All three files are created, by default, in the current working directory using "csvloader" and the table name as prefixes. For example, using csvloader to insert contestants into the sample voter database creates the following files:

csvloader_contestants_insert_log.log
csvloader_contestants_invalidrows.csv
csvloader_contestants_insert_report.log

Arguments

--blank {error | null | empty }

Specifies what to do with missing values in the input. By default, if a line contains a missing value, an error is reported and the input line ignored. If you do not want missing values to be interpreted as an error, you can use the --blank argument to specify other behaviors. Specifying --blank null enters a null, in the appropriate datatype, as the column value. Specifying --blank empty returns the corresponding "empty" value in the appropriate datatype. An empty value is interpreted as the following:

  • Zero for all numeric columns

  • Zero, or the Unix epoch value, for timestamp columns

  • An empty or zero-length string for VAXCHAR and VARBINARY columns

--escape {character}

Specifies the escape character that must precede a separator or quotation character that is supposed to be interpreted as a literal character in the CSV input. The default escape character is the backslash (\).

-f, --file {file-specification}

Specifies the location of a CSV file to read as input. If you do not specify an input file, csvloader reads input from standard input.

--limitrows {integer}

Specifies the maximum number of rows to be read from the input stream. This argument (along with --skip) lets you load a subset of a larger CSV file.

-m, --maxerrors {integer}

Specifies the target number of errors before csvloader stops processing input. Once csvloader encounters the specified number of errors while trying to insert rows, it will stop reading input and end the process. Note that, since csvloader performs inserts asynchronously, it often attempts more inserts before the target number of exceptions are returned from the database. So it is possible more errors could be returned after the target is met. This argument lets you conditionally stop a large loading process if more than an acceptable number of errors occur.

--nowhitespace

Specifies that the CSV input must not contain any whitespace between data values and separators. By default, csvloader ignores extra space between values, quotation marks, and the value separators. If you use this argument, any input lines containing whitespace will generate an error and not be inserted into the database.

--password {text]

Specifies the password to use when connecting to the database. You must specify a username and password if security is enabled for the database.

--port {port-number}

Specifies the network port to use when connecting to the database. If you do not specify a port, csvloader uses the default client port 21212.

-p, --procedure {procedure-name}

Specifies a stored procedure to use for loading each record from the data file. The named procedure must exist in the database catalog and must accept the fields of the data record as input parameters. By default, csvloader uses the default insert procedure {TABLE-NAME}.insert.

--quotechar {character}

Specifies the quotation character that is used to enclose values. By default, the quotation character is the double quotation mark (").

-r, --reportdir {directory}

Specifies the directory where csvloader writes the three output files. By default, csvloader writes output files to the current working directory. This argument lets you redirect output to an alternative location.

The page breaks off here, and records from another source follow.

// ---------------------------------------------------------------------------
// Tests
// ---------------------------------------------------------------------------

#[cfg(test)]
mod tests {
    use super::*;
    use statline_core::model::{CurrentSeason, TeamEra};
    use std::collections::HashMap;

    fn row(id: i64, scope: &str, team: &str, stats: &[(&str, f64)]) -> StatRow {
        StatRow {
            player_id: id,
            scope: Scope::parse(scope),
            team: Some(team.to_string()),
            player_type: None,
            is_sub_row: false,
            stats: stats.iter().map(|(k, v)| (k.to_string(), *v)).collect(),
        }
    }

    fn typed(mut r: StatRow, player_type: &str) -> StatRow {
        r.player_type = Some(player_type.into());
        r
    }

    fn sub(mut r: StatRow) -> StatRow {
        r.is_sub_row = true;
        r
    }

    fn seasons(entries: &[(&str, u32)], current: Option<(&str, u32)>) -> SeasonInfo {
        SeasonInfo {
            sessions: entries.iter().map(|(s, n)| (s.to_string(), *n)).collect::<HashMap<_, _>>(),
            current: current.map(|(season, done)| CurrentSeason {
                season: season.into(),
                sessions_completed: done,
            }),
        }
    }

    fn context<'a>(info: &'a SeasonInfo, history: &'a FranchiseHistory, with_stats: &[&str]) -> LeagueContext<'a> {
        LeagueContext {
            seasons: info,
            franchises: history,
            seasons_with_stats: with_stats.iter().map(|s| s.to_string()).collect(),
        }
    }

    fn ids(tier: &LeaderboardTier<'_>) -> Vec<i64> {
        tier.rows.iter().map(|r| r.row.player_id).collect()
    }

    #[test]
    fn tiers_come_in_order() {
        let info = seasons(&[("S1", 10), ("S2", 10), ("S10", 10)], None);
        let history = FranchiseHistory::new();
        let ctx = context(&info, &history, &["S1", "S2", "S10"]);
        let boards = build("HR", &[], &ctx, &LeaderboardRequest::new(Side::Hitting));
        let keys: Vec<&str> = boards.tiers.iter().map(|t| t.key.as_str()).collect();
        assert_eq!(keys, vec!["All-Time", "Single Season", "S10", "S2", "S1"]);
        assert_eq!(boards.tiers[2].title(), "Season 10");
    }

    #[test]
    fn unknown_stat_yields_empty_tiers() {
        let info = seasons(&[("S1", 10)], None);
        let history = FranchiseHistory::new();
        let ctx = context(&info, &history, &["S1"]);
        let rows = vec![row(1, "Career", "AAA", &[("PA", 500.0), ("AVG", 0.3)])];
        let boards = build("ERA", &rows, &ctx, &LeaderboardRequest::new(Side::Hitting));
        assert!(boards.field.is_none());
        assert_eq!(boards.tiers.len(), 3);
        assert!(boards.tiers.iter().all(|t| t.rows.is_empty()));
    }

    #[test]
    fn counting_stats_drop_non_positive_values() {
        let info = seasons(&[("S1", 10)], None);
        let history = FranchiseHistory::new();
        let ctx = context(&info, &history, &["S1"]);
        let rows = vec![
            row(1, "S1", "AAA", &[("HR", 3.0), ("WAR", -0.5)]),
            row(2, "S1", "AAA", &[("HR", 0.0), ("WAR", 0.0)]),
            row(3, "S1", "AAA", &[("WAR", 1.0)]),
        ];
        let req = LeaderboardRequest::new(Side::Hitting);

        let hr = build("HR", &rows, &ctx, &req);
        let tier = hr.tier("S1").unwrap();
        assert_eq!(ids(tier), vec![1]);
        assert!(tier.is_counting_stat);
        assert!(tier.qualification_label.is_none());

        let war = build("WAR", &rows, &ctx, &req);
        assert_eq!(ids(war.tier("S1").unwrap()), vec![3, 2, 1]);
    }

    #[test]
    fn lower_is_better_and_reverse() {
        let info = seasons(&[("S1", 10)], None);
        let history = FranchiseHistory::new();
        let ctx = context(&info, &history, &["S1"]);
        let rows = vec![
            row(1, "S1", "AAA", &[("IP", 20.0), ("ERA", 3.5)]),
            row(2, "S1", "AAA", &[("IP", 20.0), ("ERA", 1.5)]),
            row(3, "S1", "AAA", &[("IP", 20.0), ("ERA", 2.5)]),
        ];
        let mut req = LeaderboardRequest::new(Side::Pitching);
        assert_eq!(ids(build("ERA", &rows, &ctx, &req).tier("S1").unwrap()), vec![2, 3, 1]);
        req.reverse = true;
        assert_eq!(ids(build("ERA", &rows, &ctx, &req).tier("S1").unwrap()), vec![1, 3, 2]);
    }

    #[test]
    fn win_loss_ties_break_on_decisions() {
        let info = seasons(&[("S1", 10)], None);
        let history = FranchiseHistory::new();
        let ctx = context(&info, &history, &["S1"]);
        let rows = vec![
            row(1, "S1", "AAA", &[("W", 3.0), ("L", 1.0), ("W-L%", 0.75)]),
            row(2, "S1", "AAA", &[("W", 6.0), ("L", 2.0), ("W-L%", 0.75)]),
            row(3, "S1", "AAA", &[("W", 2.0), ("L", 0.0), ("W-L%", 1.0)]),
        ];
        let boards = build("W-L%", &rows, &ctx, &LeaderboardRequest::new(Side::Pitching));
        let tier = boards.tier("S1").unwrap();
        // Two decisions is below the three-decision minimum.
        assert_eq!(ids(tier), vec![2, 1]);
        assert_eq!(tier.rows[0].rank, 1);
        assert_eq!(tier.rows[1].rank, 2);
        assert_eq!(tier.qualification_label.as_deref(), Some("3 Decisions min"));
    }

    fn win_loss_rows(second_wins: f64, second_losses: f64) -> Vec<StatRow> {
        vec![
            row(1, "S1", "AAA", &[("W", 3.0), ("L", 1.0), ("W-L%", 0.75)]),
            row(2, "S1", "AAA", &[("W", second_wins), ("L", second_losses), ("W-L%", 0.75)]),
            row(3, "S1", "AAA", &[("W", 4.0), ("L", 0.0), ("W-L%", 1.0)]),
        ]
    }

    #[test]
    fn equal_win_loss_with_different_decisions_is_not_a_tie_at_cutoff() {
        let info = seasons(&[("S1", 10)], None);
        let history = FranchiseHistory::new();
        let ctx = context(&info, &history, &["S1"]);
        let rows = win_loss_rows(6.0, 2.0);
        let mut req = LeaderboardRequest::new(Side::Pitching);
        req.length = 2;

        let boards = build("W-L%", &rows, &ctx, &req);
        let tier = boards.tier("S1").unwrap();
        assert_eq!(ids(tier), vec![3, 2]);
        assert_eq!(tier.rows.iter().map(|r| r.rank).collect::<Vec<_>>(), vec![1, 2]);
        assert!(tier.tie.is_none());

        // Worst first: four decisions ranks below eight at the same percentage.
        req.reverse = true;
        req.length = 1;
        let boards = build("W-L%", &rows, &ctx, &req);
        let tier = boards.tier("S1").unwrap();
        assert_eq!(ids(tier), vec![1]);
        assert!(tier.tie.is_none());
    }

    #[test]
    fn equal_win_loss_and_decisions_tie_at_cutoff() {
        let info = seasons(&[("S1", 10)], None);
        let history = FranchiseHistory::new();
        let ctx = context(&info, &history, &["S1"]);
        let rows = win_loss_rows(3.0, 1.0);
        let mut req = LeaderboardRequest::new(Side::Pitching);
        req.length = 2;

        let boards = build("W-L%", &rows, &ctx, &req);
        let tier = boards.tier("S1").unwrap();
        assert_eq!(ids(tier), vec![3]);
        assert_eq!(tier.tie, Some(TieInfo { count: 2, value: 0.75 }));

        req.reverse = true;
        req.length = 1;
        let boards = build("W-L%", &rows, &ctx, &req);
        let tier = boards.tier("S1").unwrap();
        assert!(tier.rows.is_empty());
        assert_eq!(tier.tie, Some(TieInfo { count: 2, value: 0.75 }));
    }

    #[test]
    fn type_filter_exact_for_hitters_prefix_for_pitchers() {
        let info = seasons(&[("S1", 10)], None);
        let history = FranchiseHistory::new();
        let ctx = context(&info, &history, &["S1"]);

        let hitters = vec![
            typed(row(1, "S1", "AAA", &[("HR", 5.0)]), "Power"),
            typed(row(2, "S1", "AAA", &[("HR", 9.0)]), "Power Plus"),
        ];
        let mut req = LeaderboardRequest::new(Side::Hitting);
        req.player_type = Some("Power".into());
        assert_eq!(ids(build("HR", &hitters, &ctx, &req).tier("S1").unwrap()), vec![1]);

        let pitchers = vec![
            typed(row(10, "S1", "AAA", &[("W", 5.0)]), "SP-A"),
            typed(row(11, "S1", "AAA", &[("W", 7.0)]), "RP-A"),
            typed(row(12, "Type", "", &[("W", 40.0)]), "SP"),
        ];
        let mut req = LeaderboardRequest::new(Side::Pitching);
        req.player_type = Some("SP".into());
        let boards = build("W", &pitchers, &ctx, &req);
        assert_eq!(ids(boards.tier("S1").unwrap()), vec![10]);
        assert_eq!(ids(boards.all_time().unwrap()), vec![12]);
    }

    #[test]
    fn franchise_filter_follows_abbreviation_changes() {
        let info = seasons(&[("S1", 10), ("S2", 10)], None);
        let mut history = FranchiseHistory::new();
        history.insert(
            "Hawks".into(),
            vec![
                TeamEra {
                    abbr: "HWK".into(),
                    name: "Hawktown Hawks".into(),
                    start: 1,
                    end: Some(1),
                    logo_light: None,
                    logo_dark: None,
                },
                TeamEra {
                    abbr: "HAW".into(),
                    name: "Harbor Hawks".into(),
                    start: 2,
                    end: None,
                    logo_light: None,
                    logo_dark: None,
                },
            ],
        );
        let ctx = context(&info, &history, &["S1", "S2"]);
        let rows = vec![
            row(1, "S1", "HWK", &[("HR", 5.0)]),
            row(2, "S1", "HAW", &[("HR", 6.0)]),
            row(3, "S2", "HAW", &[("HR", 7.0)]),
            row(4, "S2", "2TM", &[("HR", 8.0)]),
            sub(row(4, "S2", "HAW", &[("HR", 4.0)])),
            row(1, "Franchise", "Hawks", &[("HR", 5.0)]),
        ];
        let mut req = LeaderboardRequest::new(Side::Hitting);
        req.team = Some("Hawks".into());
        let boards = build("HR", &rows, &ctx, &req);

        assert_eq!(ids(boards.tier("S1").unwrap()), vec![1]);
        assert_eq!(ids(boards.tier("S2").unwrap()), vec![3, 4]);
        assert_eq!(ids(boards.single_season().unwrap()), vec![3, 1, 4]);
        assert_eq!(ids(boards.all_time().unwrap()), vec![1]);

        // Without a team filter the stint rows stay out and the summary row ranks.
        let boards = build("HR", &rows, &ctx, &LeaderboardRequest::new(Side::Hitting));
        assert_eq!(ids(boards.tier("S2").unwrap()), vec![4, 3]);
    }

    #[test]
    fn raw_team_filter_when_no_franchise_matches() {
        let info = seasons(&[("S1", 10)], None);
        let history = FranchiseHistory::new();
        let ctx = context(&info, &history, &["S1"]);
        let rows = vec![
            row(1, "S1", "ZZZ", &[("HR", 5.0)]),
            sub(row(2, "S1", "ZZZ", &[("HR", 2.0)])),
            row(3, "S1", "YYY", &[("HR", 9.0)]),
        ];
        let mut req = LeaderboardRequest::new(Side::Hitting);
        req.team = Some("ZZZ".into());
        assert_eq!(ids(build("HR", &rows, &ctx, &req).tier("S1").unwrap()), vec![1, 2]);
    }

    #[test]
    fn current_season_before_halfway_is_left_out_of_single_season() {
        let info = seasons(&[("S1", 10), ("S2", 10)], Some(("S2", 4)));
        let history = FranchiseHistory::new();
        let ctx = context(&info, &history, &["S1", "S2"]);
        let rows = vec![
            row(1, "S1", "AAA", &[("PA", 30.0), ("HR", 5.0), ("AVG", 0.300)]),
            row(2, "S2", "AAA", &[("PA", 10.0), ("HR", 6.0), ("AVG", 0.400)]),
        ];
        let req = LeaderboardRequest::new(Side::Hitting);

        let avg = build("BA", &rows, &ctx, &req);
        assert_eq!(ids(avg.single_season().unwrap()), vec![1]);
        // Per-season tier scales by the four sessions played.
        let s2 = avg.tier("S2").unwrap();
        assert_eq!(ids(s2), vec![2]);
        assert_eq!(s2.qualification_label.as_deref(), Some("8 PA min"));

        let hr = build("HR", &rows, &ctx, &req);
        assert_eq!(ids(hr.single_season().unwrap()), vec![1]);
    }

    #[test]
    fn current_season_past_halfway_counts_toward_single_season() {
        let info = seasons(&[("S1", 10), ("S2", 10)], Some(("S2", 6)));
        let history = FranchiseHistory::new();
        let ctx = context(&info, &history, &["S1", "S2"]);
        let rows = vec![
            row(1, "S1", "AAA", &[("HR", 5.0)]),
            row(2, "S2", "AAA", &[("HR", 6.0)]),
        ];
        let boards = build("HR", &rows, &ctx, &LeaderboardRequest::new(Side::Hitting));
        assert_eq!(ids(boards.single_season().unwrap()), vec![2, 1]);
    }

    #[test]
    fn zero_session_season_empties_rate_tiers_only() {
        let info = seasons(&[("S1", 0)], None);
        let history = FranchiseHistory::new();
        let ctx = context(&info, &history, &["S1"]);
        let rows = vec![row(1, "S1", "AAA", &[("PA", 30.0), ("HR", 2.0), ("AVG", 0.3)])];
        let req = LeaderboardRequest::new(Side::Hitting);

        let avg = build("BA", &rows, &ctx, &req);
        assert!(avg.tier("S1").unwrap().rows.is_empty());
        assert!(avg.tier("S1").unwrap().qualification_label.is_none());
        assert!(avg.single_season().unwrap().rows.is_empty());

        let hr = build("HR", &rows, &ctx, &req);
        assert_eq!(ids(hr.tier("S1").unwrap()), vec![1]);
    }

    #[test]
    fn unscheduled_current_season_stays_out_of_rate_tiers() {
        let info = seasons(&[("S1", 10), ("S2", 0)], Some(("S2", 8)));
        let history = FranchiseHistory::new();
        let ctx = context(&info, &history, &["S1", "S2"]);
        let rows = vec![
            row(1, "S1", "AAA", &[("PA", 30.0), ("AVG", 0.300)]),
            row(2, "S2", "AAA", &[("PA", 40.0), ("AVG", 0.400)]),
        ];
        let boards = build("BA", &rows, &ctx, &LeaderboardRequest::new(Side::Hitting));
        let s2 = boards.tier("S2").unwrap();
        assert!(s2.rows.is_empty());
        assert!(s2.qualification_label.is_none());
        assert_eq!(ids(boards.single_season().unwrap()), vec![1]);
    }

    #[test]
    fn pitching_season_minimum_uses_rounded_outs() {
        let info = seasons(&[("S1", 10)], None);
        let history = FranchiseHistory::new();
        let ctx = context(&info, &history, &["S1"]);
        let rows = vec![
            // 9.667 innings rounds to 29 outs; the minimum is 30.
            row(1, "S1", "AAA", &[("IP", 9.667), ("ERA", 1.0)]),
            row(2, "S1", "AAA", &[("IP", 10.0), ("ERA", 2.0)]),
        ];
        let boards = build("ERA", &rows, &ctx, &LeaderboardRequest::new(Side::Pitching));
        let tier = boards.tier("S1").unwrap();
        assert_eq!(ids(tier), vec![2]);
        assert_eq!(tier.qualification_label.as_deref(), Some("10.0 IP min"));
    }

    #[test]
    fn zero_length_falls_back_to_default() {
        let info = seasons(&[("S1", 10)], None);
        let history = FranchiseHistory::new();
        let ctx = context(&info, &history, &["S1"]);
        let rows: Vec<StatRow> = (1..=15)
            .map(|i| row(i, "S1", "AAA", &[("HR", i as f64)]))
            .collect();
        let mut req = LeaderboardRequest::new(Side::Hitting);
        req.length = 0;
        let boards = build("HR", &rows, &ctx, &req);
        let tier = boards.tier("S1").unwrap();
        assert_eq!(tier.rows.len(), DEFAULT_LENGTH);
        assert_eq!(tier.candidates, 15);
    }
}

--s, --servers=server-id[,...]

Specifies the network address of one or more nodes of a database cluster. By default, csvloader attempts to insert the CSV data into a database on the local system (localhost). To load data into a remote database, use the --servers argument to specify the database nodes the loader should connect to.

--separator {charactor}

Specifies the character used to separate individual values in the input. By default, the separator character is the comma (,).

--skip {integer}

Specifies the number of lines from the input stream to skip before inserting rows into the database. This argument (along with --limitrows) lets you load a subset of a larger CSV file.

--strictquotes

Specifies that all values in the CSV input must be enclosed in quotation marks. If you use this argument, any input lines containing unquoted values will generate an error and not be inserted into the database.

--user {text}

Specifies the username to use when connecting to the database. You must specify a username and password if security is enabled for the database.

Examples

The following example loads the data from a CSV file, languages.csv, into the helloworld table from the Hello World example database and redirects the output files to the ./logs subfolder.

$ csvloader helloworld -f languages.csv -r ./logs

The following example performs the same function, providing the input interactively.

$ csvloader helloworld -r ./logs
"Hello", "World", "English"
"Bonjour", "Monde", "French"
"Hola", "Mundo", "Spanish"
"Hej", "Verden", "Danish"
"Ciao", "Mondo", "Italian"
CTRL-D